Angiosarcoma originating in the anterior mediastinum: A case report.

RATIONALE: Angiosarcomas are malignant vascular tumors, and angiosarcoma occurring in the anterior mediastinum is rare. Here we report a case of angiosarcoma that originated in the anterior mediastinum treated with surgery, followed by radiotherapy and synchronous chemotherapy. PATIENT CONCERNS: A 56-year-old female was admitted to our hospital with chest pain for 3 days. Chest computerized tomogram (CT) examination showed a heterogeneous mass in the anterior superior mediastinum, and after injection of contrast agent, the mass showed obvious heterogeneous enhancement. Magnetic resonance imaging (MRI) with T1 weighted image (T1WI) showed isointensity and T2 weighted image (T2WI) showed heterogeneous signal intensity, the mass showed an obvious heterogeneously enhancement after intravenous administration of contrast material.
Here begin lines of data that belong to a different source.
//! Axum JSON routes for image URL governance.

use std::sync::Arc;

use axum::{
    body::Bytes,
    extract::{Path, Query, State},
    http::StatusCode,
    response::{IntoResponse, Response},
    routing::{get, post},
    Json, Router,
};
use igov_core::{PreviewJob, PreviewResult};
use igov_governance::{governance_from_env, Governance, ReportRange};
use serde::{de::DeserializeOwned, Deserialize, Serialize};
use tokio::net::TcpListener;
use tracing::{info, warn};

pub const CRATE_NAME: &str = "igov-web";

#[derive(Clone)]
pub struct AppState {
    pub governance: Arc<Governance>,
}

impl AppState {
    pub fn new(governance: Arc<Governance>) -> Self {
        Self { governance }
    }
}

#[derive(Debug, thiserror::Error)]
pub enum ApiError {
    #[error("{0}")]
    NotFound(String),
    #[error("{0}")]
    BadRequest(String),
}

#[derive(Debug, Serialize, Deserialize)]
pub struct ErrorResponse {
    pub error: ErrorDetail,
}

#[derive(Debug, Serialize, Deserialize)]
pub struct ErrorDetail {
    pub code: String,
    pub message: String,
}

impl ApiError {
    fn status_code(&self) -> StatusCode {
        match self {
            ApiError::NotFound(_) => StatusCode::NOT_FOUND,
            ApiError::BadRequest(_) => StatusCode::BAD_REQUEST,
        }
    }

    fn error_code(&self) -> &'static str {
        match self {
            ApiError::NotFound(_) => "not_found",
            ApiError::BadRequest(_) => "bad_request",
        }
    }
}

impl IntoResponse for ApiError {
    fn into_response(self) -> Response {
        let body = ErrorResponse {
            error: ErrorDetail {
                code: self.error_code().to_string(),
                message: self.to_string(),
            },
        };
        (self.status_code(), Json(body)).into_response()
    }
}

#[derive(Debug, Default, Deserialize)]
#[serde(rename_all = "camelCase")]
struct PreviewRequest {
    limit_per_entity_kind: Option<usize>,
}

#[derive(Debug, Default, Deserialize)]
#[serde(rename_all = "camelCase")]
struct ExecuteRequest {
    job_id: Option<String>,
}

#[derive(Debug, Deserialize)]
struct DailyQuery {
    range: Option<String>,
}

#[derive(Debug, Serialize)]
#[serde(rename_all = "camelCase")]
struct PreviewResponse<'a> {
    job_id: &'a str,
    result: &'a PreviewResult,
}

impl<'a> From<&'a PreviewJob> for PreviewResponse<'a> {
    fn from(job: &'a PreviewJob) -> Self {
        Self {
            job_id: &job.job_id,
            result: &job.result,
        }
    }
}

pub fn app(state: AppState) -> Router {
    Router::new()
        .route("/governance/image-url/preview", post(preview_handler))
        .route("/governance/image-url/preview/{job_id}", get(preview_result_handler))
        .route("/governance/image-url/execute", post(execute_handler))
        .route("/governance/reports/daily", get(daily_report_handler))
        .with_state(Arc::new(state))
}

pub async fn serve_from_env() -> anyhow::Result<()> {
    let governance = Arc::new(governance_from_env().await?);
    let port = governance.config().web_port;

    let scheduler = governance.maybe_build_scheduler().await?;
    if let Some(sched) = &scheduler {
        sched.start().await?;
        info!("snapshot scheduler started");
    }

    let listener = TcpListener::bind(("0.0.0.0", port)).await?;
    info!(port, "governance http server listening");
    axum::serve(listener, app(AppState::new(governance))).await?;
    Ok(())
}

/// An empty body stands for the default request.
fn parse_body<T: DeserializeOwned + Default>(body: &Bytes) -> Result<T, ApiError> {
    if body.iter().all(u8::is_ascii_whitespace) {
        return Ok(T::default());
    }
    serde_json::from_slice(body)
        .map_err(|err| ApiError::BadRequest(format!("invalid request body: {err}")))
}

async fn preview_handler(
    State(state): State<Arc<AppState>>,
    body: Bytes,
) -> Result<Response, ApiError> {
    let request: PreviewRequest = parse_body(&body)?;
    let job = state.governance.preview(request.limit_per_entity_kind).await;
    Ok(Json(PreviewResponse::from(job.as_ref())).into_response())
}

async fn preview_result_handler(
    State(state): State<Arc<AppState>>,
    Path(job_id): Path<String>,
) -> Result<Json<PreviewResult>, ApiError> {
    state
        .governance
        .preview_result(&job_id)
        .await
        .map(Json)
        .ok_or_else(|| ApiError::NotFound(format!("preview job {job_id} not found or expired")))
}

async fn execute_handler(
    State(state): State<Arc<AppState>>,
    body: Bytes,
) -> Result<Response, ApiError> {
    let request: ExecuteRequest = parse_body(&body)?;
    let outcome = state.governance.execute(request.job_id.as_deref(), None).await;
    if !outcome.result.report_persisted {
        warn!(job_id = %outcome.job_id, "execution report was not persisted");
    }
    Ok(Json(outcome).into_response())
}

async fn daily_report_handler(
    State(state): State<Arc<AppState>>,
    Query(query): Query<DailyQuery>,
) -> Result<Response, ApiError> {
    let range = match query.range.as_deref() {
        None => ReportRange::Week,
        Some(raw) => raw
            .parse::<ReportRange>()
            .map_err(|err| ApiError::BadRequest(err.to_string()))?,
    };
    Ok(Json(state.governance.daily_report(range).await).into_response())
}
DIAGNOSIS AND
INTERVENTIONS: Surgical resection operation was carried out. According to its morphologic and immunohistochemic feature of tumor cells which expressing CD31, CD34, and ERG, the tumor was categorized as an angiosarcoma. After operation, the patient received radiotherapy and synchronous chemotherapy. OUTCOMES: At present, 8 months postoperatively, no signs of recurrence have been observed. LESSONS: Although angiosarcoma in anterior mediastinum is rare, when a mass located in this area, a more careful immunohistological analysis should be performed to avoid overlooking the presence of angiosarcoma.

Introduction

Angiosarcoma is an uncommon malignant tumor of endothelial cells. It can occur in anywhere in the body, but it is more frequently found in the skin, superficial connective tissue. Only a few cases have been found in deep soft tissue and the body cavity.[ As we know, primary angiosarcomas arising in the thorax such as angiosarcoma of lung, heart and mediastinum are rare. And angiosarcomas that occur in the anterior mediastinum without an obvious vascular origin are extremely rare. Here we report a case of angiosarcoma that originated in the mediastinum which was treated with surgery, followed by radiotherapy and synchronous chemotherapy. We obtained the informed consent for publication of the case from the patient and her husband.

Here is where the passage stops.